» Data listing:
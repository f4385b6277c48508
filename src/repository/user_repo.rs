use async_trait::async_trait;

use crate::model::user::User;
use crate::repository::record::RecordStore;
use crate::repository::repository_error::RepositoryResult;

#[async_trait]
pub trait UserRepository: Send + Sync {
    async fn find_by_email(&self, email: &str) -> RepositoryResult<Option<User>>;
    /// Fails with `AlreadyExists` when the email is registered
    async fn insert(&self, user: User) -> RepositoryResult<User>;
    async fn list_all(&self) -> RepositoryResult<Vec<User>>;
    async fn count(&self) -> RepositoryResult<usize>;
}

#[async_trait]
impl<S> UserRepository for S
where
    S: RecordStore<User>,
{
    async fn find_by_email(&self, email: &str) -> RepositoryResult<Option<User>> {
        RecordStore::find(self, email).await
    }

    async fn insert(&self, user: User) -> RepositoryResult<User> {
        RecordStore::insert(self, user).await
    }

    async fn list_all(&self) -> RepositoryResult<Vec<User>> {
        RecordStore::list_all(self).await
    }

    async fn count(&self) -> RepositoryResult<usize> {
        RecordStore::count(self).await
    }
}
--
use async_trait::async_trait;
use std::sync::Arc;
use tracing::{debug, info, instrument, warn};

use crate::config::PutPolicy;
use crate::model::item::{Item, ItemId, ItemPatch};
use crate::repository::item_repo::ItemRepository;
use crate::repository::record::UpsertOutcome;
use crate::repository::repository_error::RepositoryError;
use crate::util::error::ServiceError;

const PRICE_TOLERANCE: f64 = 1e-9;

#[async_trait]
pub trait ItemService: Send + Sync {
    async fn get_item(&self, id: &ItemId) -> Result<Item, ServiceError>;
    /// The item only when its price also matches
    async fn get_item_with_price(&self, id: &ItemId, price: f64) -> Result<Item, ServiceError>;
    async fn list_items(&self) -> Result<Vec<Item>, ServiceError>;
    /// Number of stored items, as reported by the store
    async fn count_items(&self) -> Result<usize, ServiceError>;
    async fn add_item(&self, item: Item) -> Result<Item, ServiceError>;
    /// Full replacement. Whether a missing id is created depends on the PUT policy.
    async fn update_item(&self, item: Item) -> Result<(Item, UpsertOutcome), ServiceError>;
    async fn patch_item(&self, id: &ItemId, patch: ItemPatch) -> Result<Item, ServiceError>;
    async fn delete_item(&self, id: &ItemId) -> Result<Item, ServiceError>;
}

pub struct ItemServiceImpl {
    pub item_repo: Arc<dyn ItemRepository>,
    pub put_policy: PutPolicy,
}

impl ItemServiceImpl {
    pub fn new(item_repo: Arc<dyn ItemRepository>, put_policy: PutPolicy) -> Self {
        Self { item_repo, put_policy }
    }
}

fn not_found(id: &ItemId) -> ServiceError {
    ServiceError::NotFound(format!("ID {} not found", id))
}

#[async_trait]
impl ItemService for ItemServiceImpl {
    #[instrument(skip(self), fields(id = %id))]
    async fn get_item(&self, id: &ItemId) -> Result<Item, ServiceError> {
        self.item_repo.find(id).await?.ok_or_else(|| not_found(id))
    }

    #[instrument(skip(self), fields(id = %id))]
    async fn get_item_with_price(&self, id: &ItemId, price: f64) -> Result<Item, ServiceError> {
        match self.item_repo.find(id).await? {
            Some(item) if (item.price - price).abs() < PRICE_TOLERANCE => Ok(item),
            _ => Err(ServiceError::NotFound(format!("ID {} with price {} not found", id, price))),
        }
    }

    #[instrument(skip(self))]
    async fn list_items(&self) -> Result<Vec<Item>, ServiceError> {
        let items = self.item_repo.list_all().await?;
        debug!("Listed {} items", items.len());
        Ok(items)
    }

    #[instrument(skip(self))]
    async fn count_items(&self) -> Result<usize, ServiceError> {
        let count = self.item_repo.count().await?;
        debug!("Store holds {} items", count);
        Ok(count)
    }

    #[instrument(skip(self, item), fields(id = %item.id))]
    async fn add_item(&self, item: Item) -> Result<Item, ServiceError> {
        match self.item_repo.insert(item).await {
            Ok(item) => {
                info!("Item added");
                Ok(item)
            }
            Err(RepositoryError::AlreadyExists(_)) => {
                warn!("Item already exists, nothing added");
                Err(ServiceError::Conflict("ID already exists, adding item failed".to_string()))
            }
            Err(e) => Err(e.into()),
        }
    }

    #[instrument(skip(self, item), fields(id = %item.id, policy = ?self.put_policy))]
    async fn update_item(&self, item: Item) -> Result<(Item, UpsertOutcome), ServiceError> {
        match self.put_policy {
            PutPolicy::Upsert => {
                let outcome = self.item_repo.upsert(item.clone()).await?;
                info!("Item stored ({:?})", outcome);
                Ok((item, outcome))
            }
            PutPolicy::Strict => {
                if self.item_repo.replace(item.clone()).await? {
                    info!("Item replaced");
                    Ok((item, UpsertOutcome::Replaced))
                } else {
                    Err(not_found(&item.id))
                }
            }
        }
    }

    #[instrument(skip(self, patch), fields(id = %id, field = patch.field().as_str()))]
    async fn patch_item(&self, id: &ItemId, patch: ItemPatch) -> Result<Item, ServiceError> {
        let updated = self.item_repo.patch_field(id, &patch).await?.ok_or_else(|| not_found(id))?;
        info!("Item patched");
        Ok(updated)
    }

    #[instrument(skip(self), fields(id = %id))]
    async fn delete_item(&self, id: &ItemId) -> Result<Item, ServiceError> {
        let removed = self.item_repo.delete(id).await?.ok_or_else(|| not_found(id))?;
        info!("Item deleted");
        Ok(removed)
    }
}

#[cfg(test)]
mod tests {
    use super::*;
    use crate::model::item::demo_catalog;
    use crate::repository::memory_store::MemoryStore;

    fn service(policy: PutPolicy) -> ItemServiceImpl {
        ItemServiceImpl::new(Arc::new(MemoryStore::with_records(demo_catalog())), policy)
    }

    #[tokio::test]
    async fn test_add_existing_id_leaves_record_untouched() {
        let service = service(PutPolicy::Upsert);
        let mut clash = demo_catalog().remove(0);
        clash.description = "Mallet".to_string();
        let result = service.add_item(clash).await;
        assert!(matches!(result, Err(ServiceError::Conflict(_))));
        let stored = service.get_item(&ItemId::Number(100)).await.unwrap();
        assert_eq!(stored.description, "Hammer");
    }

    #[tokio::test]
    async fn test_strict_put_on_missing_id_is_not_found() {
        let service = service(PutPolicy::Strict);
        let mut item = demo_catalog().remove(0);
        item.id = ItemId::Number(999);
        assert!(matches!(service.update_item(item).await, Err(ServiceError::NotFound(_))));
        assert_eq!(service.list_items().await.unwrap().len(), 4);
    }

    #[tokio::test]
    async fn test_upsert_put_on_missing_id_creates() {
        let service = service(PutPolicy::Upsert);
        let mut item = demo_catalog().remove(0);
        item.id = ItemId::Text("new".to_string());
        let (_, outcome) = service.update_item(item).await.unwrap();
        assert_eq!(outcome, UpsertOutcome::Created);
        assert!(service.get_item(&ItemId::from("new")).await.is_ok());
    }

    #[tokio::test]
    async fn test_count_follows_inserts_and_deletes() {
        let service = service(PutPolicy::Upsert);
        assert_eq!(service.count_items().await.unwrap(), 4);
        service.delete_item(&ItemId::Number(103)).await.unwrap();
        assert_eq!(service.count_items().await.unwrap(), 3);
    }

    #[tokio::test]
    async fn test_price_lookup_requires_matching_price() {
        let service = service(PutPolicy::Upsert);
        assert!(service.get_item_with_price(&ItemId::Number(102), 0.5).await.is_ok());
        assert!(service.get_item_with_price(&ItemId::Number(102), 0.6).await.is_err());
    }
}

» Exercise: Here the output must be the lines above from the line with "let outcome = self.item_repo.upsert(item.clone()).await?;" to the line with "item.id = ItemId::Number(999);", both included, duplicated word for word and nothing else.

» Problem solution:
                let outcome = self.item_repo.upsert(item.clone()).await?;
                info!("Item stored ({:?})", outcome);
                Ok((item, outcome))
            }
            PutPolicy::Strict => {
                if self.item_repo.replace(item.clone()).await? {
                    info!("Item replaced");
                    Ok((item, UpsertOutcome::Replaced))
                } else {
                    Err(not_found(&item.id))
                }
            }
        }
    }

    #[instrument(skip(self, patch), fields(id = %id, field = patch.field().as_str()))]
    async fn patch_item(&self, id: &ItemId, patch: ItemPatch) -> Result<Item, ServiceError> {
        let updated = self.item_repo.patch_field(id, &patch).await?.ok_or_else(|| not_found(id))?;
        info!("Item patched");
        Ok(updated)
    }

    #[instrument(skip(self), fields(id = %id))]
    async fn delete_item(&self, id: &ItemId) -> Result<Item, ServiceError> {
        let removed = self.item_repo.delete(id).await?.ok_or_else(|| not_found(id))?;
        info!("Item deleted");
        Ok(removed)
    }
}

#[cfg(test)]
mod tests {
    use super::*;
    use crate::model::item::demo_catalog;
    use crate::repository::memory_store::MemoryStore;

    fn service(policy: PutPolicy) -> ItemServiceImpl {
        ItemServiceImpl::new(Arc::new(MemoryStore::with_records(demo_catalog())), policy)
    }

    #[tokio::test]
    async fn test_add_existing_id_leaves_record_untouched() {
        let service = service(PutPolicy::Upsert);
        let mut clash = demo_catalog().remove(0);
        clash.description = "Mallet".to_string();
        let result = service.add_item(clash).await;
        assert!(matches!(result, Err(ServiceError::Conflict(_))));
        let stored = service.get_item(&ItemId::Number(100)).await.unwrap();
        assert_eq!(stored.description, "Hammer");
    }

    #[tokio::test]
    async fn test_strict_put_on_missing_id_is_not_found() {
        let service = service(PutPolicy::Strict);
        let mut item = demo_catalog().remove(0);
        item.id = ItemId::Number(999);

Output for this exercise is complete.